La direction du 98,5 FM, de même que le Groupe Média, qui inclut TVA Nouvelles, le Journal de Montréal et le Journal de Québec, ont choisi de suspendre le collaborateur, le temps de faire des vérifications à propos des faits qui lui sont reprochés.

La chaîne MAtv, qui devait présenter une émission sur le multiculturalisme dans laquelle François Bugingo agissait comme mentor, a quant à elle choisi de remplacer l'épisode par un autre, à propos de l'environnement, celui-là. «Cette décision a été prise par la direction pour des raisons exceptionnelles», a annoncé la station de télévision.

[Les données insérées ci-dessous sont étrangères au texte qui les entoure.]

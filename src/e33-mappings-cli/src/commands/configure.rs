//! Configuration command handlers
//!
//! Handles the `configure` subcommand for setting up CLI defaults.

use std::path::PathBuf;

use anyhow::Result;

use crate::config::Config;

pub fn handle(data_dir: Option<PathBuf>, target: Option<PathBuf>, show: bool) -> Result<()> {
    let mut config = Config::load()?;

    if show {
        show_config(&config)?;
        return Ok(());
    }

    if data_dir.is_none() && target.is_none() {
        show_usage();
        return Ok(());
    }

    if let Some(dir) = data_dir {
        config.data_dir = Some(dir);
    }
    if let Some(dir) = target {
        config.target_dir = Some(dir);
    }
    config.save()?;

    println!("Configuration updated");
    if let Ok(path) = Config::config_path() {
        println!("Config saved to: {}", path.display());
    }

    Ok(())
}

fn show_config(config: &Config) -> Result<()> {
    match &config.data_dir {
        Some(dir) => println!("Data directory: {}", dir.display()),
        None => println!("No data directory configured"),
    }
    match &config.target_dir {
        Some(dir) => println!("Target directory: {}", dir.display()),
        None => println!("No target directory configured"),
    }

    if let Ok(path) = Config::config_path() {
        println!("Config file: {}", path.display());
    }

    Ok(())
}

fn show_usage() {
    println!("Usage: e33-mappings configure --data-dir DUMP_DIR --target HOST_SRC_DIR");
    println!("       e33-mappings configure --show");
}
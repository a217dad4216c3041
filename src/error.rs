//! # Error Types Module
//!
//! Questo modulo definisce i tipi di errore dell'ottimizzatore.
//!
//! ## Responsabilità:
//! - Definisce `OptimizeError` enum per categorizzare tutti i fallimenti possibili
//! - Fornisce messaggi di errore descrittivi per il logging
//! - Integra con `thiserror` per automatic error conversion
//!
//! ## Categorie di errori:
//! - `InvalidPath`: Il target non è un file regolare
//! - `UnsupportedType`: Tipo rilevato fuori da {gif, jpeg, png}
//! - `NoToolAvailable`: Tipo supportato ma nessun tool configurato
//! - `ToolFailed`: Il tool esterno è uscito con status non-zero (porta la riga di comando)
//! - `ToolSpawn`: Il processo non è partito (binario mancante, permessi)
//! - `Io`: Errori di I/O durante sniffing o sostituzione file
//! - `Config`: Nome tool o valore di configurazione non valido
//!
//! ## Nota:
//! `Optimizer::optimize` non propaga mai questi errori: li logga e li
//! converte in `false`. Il tipo esiste per dare contesto ai log.

use crate::file_type::FileType;
use crate::tool::ToolName;
use std::path::PathBuf;

/// Custom error types for image optimization
#[derive(thiserror::Error, Debug)]
pub enum OptimizeError {
    #[error("'{}' is not a file.", .0.display())]
    InvalidPath(PathBuf),

    #[error("Unsupported file type: {0}")]
    UnsupportedType(String),

    #[error("No {0} optimization tool configured")]
    NoToolAvailable(FileType),

    #[error("{tool} exited with {}: {command}", describe_exit(.code))]
    ToolFailed {
        tool: ToolName,
        /// The stage as it would read on a shell line
        command: String,
        code: Option<i32>,
    },

    #[error("Failed to start {tool}: {source}")]
    ToolSpawn {
        tool: ToolName,
        #[source]
        source: std::io::Error,
    },

    #[error("IO error: {0}")]
    Io(#[from] std::io::Error),

    #[error("Configuration error: {0}")]
    Config(String),
}

fn describe_exit(code: &Option<i32>) -> String {
    match code {
        Some(code) => format!("status {}", code),
        None => "a signal".to_string(),
    }
}
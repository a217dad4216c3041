//! # Image Optimizer - Main Entry Point
//!
//! Questo è il punto di ingresso principale dell'applicazione.
//!
//! ## Responsabilità:
//! - Parsing degli argomenti della command line con `clap`
//! - Inizializzazione del sistema di logging con `tracing`
//! - Costruzione della configurazione (env, file JSON, flag CLI)
//! - Ottimizzazione sequenziale dei file target con progress bar
//!
//! ## Precedenza configurazione:
//! 1. Variabili d'ambiente (`IMAGES_OPTIMIZE_TOOLS`, `IMAGES_DEBUG`, `IMAGES_LEGACY_RESULT`)
//! 2. `--config file.json` (sostituisce i valori d'ambiente)
//! 3. Flag CLI (`--tools`, `--debug`, `--report-success`)
//!
//! ## Esempio di utilizzo:
//! ```bash
//! image-optimizer static/img --tools jpegtran,optipng --report-success --verbose
//! image-optimizer --check-tools
//! ```

use anyhow::Result;
use clap::Parser;
use std::path::PathBuf;
use tracing::info;
use tracing_subscriber::EnvFilter;

use image_optimizer::file_manager::FileManager;
use image_optimizer::progress::{OptimizationStats, ProgressManager};
use image_optimizer::{Config, Optimizer, ToolPathResolver, ToolSet};

#[derive(Parser)]
#[command(name = "image-optimizer")]
#[command(about = "Optimize GIF, JPEG and PNG files in place with external tools")]
struct Args {
    /// Files or directories to optimize (directories are walked recursively)
    #[arg(required_unless_present = "check_tools")]
    paths: Vec<PathBuf>,

    /// Comma-separated list of enabled tools (e.g. "jpegtran,optipng")
    #[arg(short, long)]
    tools: Option<String>,

    /// Keep a <file>.orig copy of every file before optimizing it
    #[arg(short, long)]
    debug: bool,

    /// Report real success instead of the legacy always-false result
    #[arg(long)]
    report_success: bool,

    /// JSON configuration file (replaces environment settings)
    #[arg(short, long)]
    config: Option<PathBuf>,

    /// Print the commands that would run, without running them
    #[arg(long)]
    dry_run: bool,

    /// Print which tools are available and exit
    #[arg(long)]
    check_tools: bool,

    /// Verbose logging
    #[arg(short, long)]
    verbose: bool,
}

#[tokio::main]
async fn main() -> Result<()> {
    let args = Args::parse();

    // Initialize logging
    let default_level = if args.verbose { "debug" } else { "info" };
    let subscriber = tracing_subscriber::fmt()
        .with_env_filter(
            EnvFilter::try_from_default_env().unwrap_or_else(|_| EnvFilter::new(default_level)),
        )
        .finish();

    tracing::subscriber::set_global_default(subscriber)?;

    let config = build_config(&args).await?;

    if args.check_tools {
        println!("{}", ToolPathResolver::new().tools_report(&config.tools));
        return Ok(());
    }

    let optimizer = Optimizer::new(config);
    let targets = FileManager::collect_targets(&args.paths);
    info!("Found {} target(s), tools: {}", targets.len(), optimizer.config().tools);
    if optimizer.config().legacy_always_false {
        info!("Legacy result mode: every file reports false (use --report-success)");
    }

    if args.dry_run {
        for path in &targets {
            match optimizer.command_for(path).await {
                Ok(command) => println!("{}: {}", path.display(), command),
                Err(e) => println!("{}: skipped ({})", path.display(), e),
            }
        }
        return Ok(());
    }

    let progress = if targets.len() > 1 {
        ProgressManager::new(targets.len() as u64)
    } else {
        ProgressManager::hidden()
    };
    let mut stats = OptimizationStats::new();

    for path in &targets {
        let original_size = FileManager::file_size(path).await.unwrap_or(0);
        let succeeded = optimizer.optimize(path).await;
        let new_size = FileManager::file_size(path).await.unwrap_or(original_size);

        stats.add_result(succeeded, original_size, new_size);
        progress.update(&format!(
            "{}: {:.1}% saved",
            path.file_name().unwrap_or_default().to_string_lossy(),
            FileManager::calculate_reduction(original_size, new_size)
        ));
    }

    progress.finish("done");
    info!("{}", stats.format_summary());

    Ok(())
}

async fn build_config(args: &Args) -> Result<Config> {
    let mut config = match args.config {
        Some(ref path) => {
            if !path.exists() {
                return Err(anyhow::anyhow!("Config file does not exist: {}", path.display()));
            }
            Config::from_file(path).await?
        }
        None => Config::from_env()?,
    };

    if let Some(ref tools) = args.tools {
        config.tools = tools.parse::<ToolSet>()?;
    }
    if args.debug {
        config.debug = true;
    }
    if args.report_success {
        config.legacy_always_false = false;
    }

    Ok(config)
}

François Bugingo, ancien président de Reporters sans frontières Canada et ancien animateur et rédacteur en chef de la course Évasion autour du monde, entre autres, collaborait au bulletin télévisé Le TVA 22 h, en plus de tenir une chronique quotidienne sur les affaires internationales à la radio du 98,5 FM et d'alimenter un blogue et une chronique au Journal de Montréal.

Dans un communiqué, la direction de Groupe Média a dit des allégations envers son collaborateur qu'elles étaient «importantes et prises au sérieux». «La collaboration avec M. Bugingo est donc suspendue jusqu'à ce que des vérifications soient faites. La direction tient à préciser que M. Bugingo n'est pas un employé du Groupe Média, mais bien un collaborateur», a écrit Groupe Média, qui englobe le secteur dédié aux médias de divertissement et d'information au sein de Québecor Média et de Groupe TVA.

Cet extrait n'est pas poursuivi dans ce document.